• _Given records_:
//! # Inkwell Binary
//!
//! The entry point that assembles the application based on configuration
//! and compile-time features.

#[cfg(not(feature = "web-axum"))]
compile_error!("the inkwell binary needs the `web-axum` feature");

use std::path::PathBuf;
use std::sync::Arc;
use std::time::Duration;

use anyhow::Context;
use api_adapters::{router, with_http_layers, AppContext, HookVars, Ports};
use clap::Parser;
use configs::{AppConfig, LogFormat, MailTransport, StorageBackend};
use domains::{AuditLog, IdentityResolver, Mailer, PostRepository, Settings, SettingsMeta};
use remote_adapters::{GeminiClient, GeminiOptions, HttpFileFetcher, HttpRelayMailer, LogMailer};
use secrecy::{ExposeSecret, SecretString};
use services::ImageOptions;
use storage_adapters::{
    InMemoryPostRepository, InMemorySettings, JsonFileConfigSource, JsonlAuditLog, LocalFileStore,
    TracingAuditLog,
};
use tracing_subscriber::layer::SubscriberExt;
use tracing_subscriber::util::SubscriberInitExt;
use tracing_subscriber::EnvFilter;

const FETCH_TIMEOUT: Duration = Duration::from_secs(30);

/// Inkwell content site backend.
#[derive(Parser, Debug)]
#[command(name = "inkwell")]
#[command(about = "Content site backend with AI post generation", long_about = None)]
struct Args {
    /// Path to .env file (optional).
    #[arg(long, env = "DOTENV_PATH", default_value = ".env")]
    dotenv: PathBuf,

    /// Directory holding default.toml and <profile>.toml.
    #[arg(long, env = "INKWELL_CONFIG_DIR", default_value = "config")]
    config_dir: PathBuf,

    /// Configuration profile.
    #[arg(long, env = "INKWELL_ENV", default_value = "development")]
    profile: String,
}

#[tokio::main]
async fn main() -> anyhow::Result<()> {
    let args = Args::parse();

    if args.dotenv.exists() {
        dotenvy::from_path(&args.dotenv)
            .with_context(|| format!("loading {}", args.dotenv.display()))?;
    }

    let config = AppConfig::from_dir(&args.config_dir, &args.profile, true)?;
    init_tracing(&config);
    tracing::info!(profile = %args.profile, "configuration loaded");

    let ctx = build_context(&config).await?;
    let app = with_http_layers(router(ctx));

    let bind_addr = config.server.bind_addr();
    let listener = tokio::net::TcpListener::bind(&bind_addr)
        .await
        .with_context(|| format!("binding {bind_addr}"))?;
    tracing::info!(addr = %bind_addr, "inkwell listening");

    axum::serve(listener, app)
        .with_graceful_shutdown(wait_for_shutdown_signal())
        .await?;

    tracing::info!("inkwell stopped");
    Ok(())
}

/// `RUST_LOG` wins over `log.level`.
fn init_tracing(config: &AppConfig) {
    let filter =
        EnvFilter::try_from_default_env().unwrap_or_else(|_| EnvFilter::new(&config.log.level));
    let registry = tracing_subscriber::registry().with(filter);
    match config.log.format {
        LogFormat::Json => registry
            .with(tracing_subscriber::fmt::layer().json().with_current_span(true))
            .init(),
        LogFormat::Pretty => registry.with(tracing_subscriber::fmt::layer()).init(),
    }
}

async fn build_context(config: &AppConfig) -> anyhow::Result<AppContext> {
    // 1. Settings
    let settings = Arc::new(InMemorySettings::new(Settings {
        meta: SettingsMeta {
            app_name: config.site.app_name.clone(),
            app_url: config.site.app_url.clone(),
            sender_name: config.site.sender_name.clone(),
            sender_address: config.site.sender_address.clone(),
        },
    }));

    // 2. Post repository
    let posts: Arc<dyn PostRepository> = match config.storage.backend {
        StorageBackend::Memory => {
            tracing::warn!("using the in-memory post repository; posts are lost on restart");
            Arc::new(InMemoryPostRepository::new())
        }
        StorageBackend::Postgres => postgres_repository(config).await?,
    };

    // 3. Attachments, audit and the public config file
    let files = Arc::new(LocalFileStore::new(&config.storage.files_dir));
    let audit: Arc<dyn AuditLog> = match &config.storage.audit_log_path {
        Some(path) => Arc::new(JsonlAuditLog::new(path)),
        None => Arc::new(TracingAuditLog),
    };
    let config_source = Arc::new(JsonFileConfigSource::new(&config.hooks.config_path));

    // 4. Outbound HTTP
    let generator = Arc::new(GeminiClient::new(GeminiOptions {
        api_key_env: config.gemini.api_key_env.clone(),
        api_key: config
            .gemini
            .api_key
            .as_ref()
            .map(|key| SecretString::from(key.expose_secret().to_string())),
        model: config.gemini.model.clone(),
        base_url: config.gemini.base_url.clone(),
        timeout: Duration::from_secs(config.gemini.timeout_secs),
    })?);
    let fetcher = Arc::new(HttpFileFetcher::new(FETCH_TIMEOUT)?);
    let mailer: Arc<dyn Mailer> = match config.mail.transport {
        MailTransport::Log => Arc::new(LogMailer),
        MailTransport::Http => {
            let relay_url = config
                .mail
                .relay_url
                .as_deref()
                .context("mail.relay_url is required for the http transport")?;
            Arc::new(HttpRelayMailer::new(relay_url, FETCH_TIMEOUT)?)
        }
    };

    // 5. Identity
    let identity = identity_resolver(config)?;

    let ports = Ports {
        settings,
        posts,
        files,
        generator,
        fetcher,
        mailer,
        audit,
        config_source,
        identity,
    };
    let images = ImageOptions {
        base_url: config.images.base_url.clone(),
        max_count: config.images.max_count,
        ..ImageOptions::default()
    };
    let vars = HookVars {
        foo: config.hooks.foo.clone(),
    };
    Ok(AppContext::new(ports, images, vars))
}

#[cfg(feature = "db-postgres")]
async fn postgres_repository(config: &AppConfig) -> anyhow::Result<Arc<dyn PostRepository>> {
    let url = config
        .storage
        .database_url
        .as_ref()
        .context("storage.database_url is required for the postgres backend")?;
    let repo = storage_adapters::PgPostRepository::connect(url.expose_secret()).await?;
    Ok(Arc::new(repo))
}

#[cfg(not(feature = "db-postgres"))]
async fn postgres_repository(_config: &AppConfig) -> anyhow::Result<Arc<dyn PostRepository>> {
    anyhow::bail!("storage.backend = \"postgres\" needs a build with the `db-postgres` feature")
}

#[cfg(feature = "auth-jwt")]
fn identity_resolver(config: &AppConfig) -> anyhow::Result<Arc<dyn IdentityResolver>> {
    let secret = config
        .auth
        .jwt_secret
        .as_ref()
        .context("auth.jwt_secret is required")?;
    Ok(Arc::new(auth_adapters::JwtIdentityResolver::new(
        secret,
        config.auth.token_ttl_secs,
    )))
}

#[cfg(not(feature = "auth-jwt"))]
fn identity_resolver(_config: &AppConfig) -> anyhow::Result<Arc<dyn IdentityResolver>> {
    tracing::warn!("built without `auth-jwt`; every protected route will answer 401");
    Ok(Arc::new(auth_adapters::StaticTokenResolver::new()))
}

async fn wait_for_shutdown_signal() {
    #[cfg(unix)]
    {
        use tokio::signal::unix::{signal, SignalKind};
        match (signal(SignalKind::terminate()), signal(SignalKind::interrupt())) {
            (Ok(mut sigterm), Ok(mut sigint)) => {
                tokio::select! {
                    _ = sigterm.recv() => {}
                    _ = sigint.recv() => {}
                }
            }
            _ => {
                let _ = tokio::signal::ctrl_c().await;
            }
        }
    }
    #[cfg(not(unix))]
    {
        let _ = tokio::signal::ctrl_c().await;
    }
    tracing::info!("shutdown signal received");
}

• _What you need to do_:
The first line of the entries, the line with "use std::path::PathBuf;", and every line between them should be retyped exactly, and nothing else.

• _Answer space_:
//! # Inkwell Binary
//!
//! The entry point that assembles the application based on configuration
//! and compile-time features.

#[cfg(not(feature = "web-axum"))]
compile_error!("the inkwell binary needs the `web-axum` feature");

use std::path::PathBuf;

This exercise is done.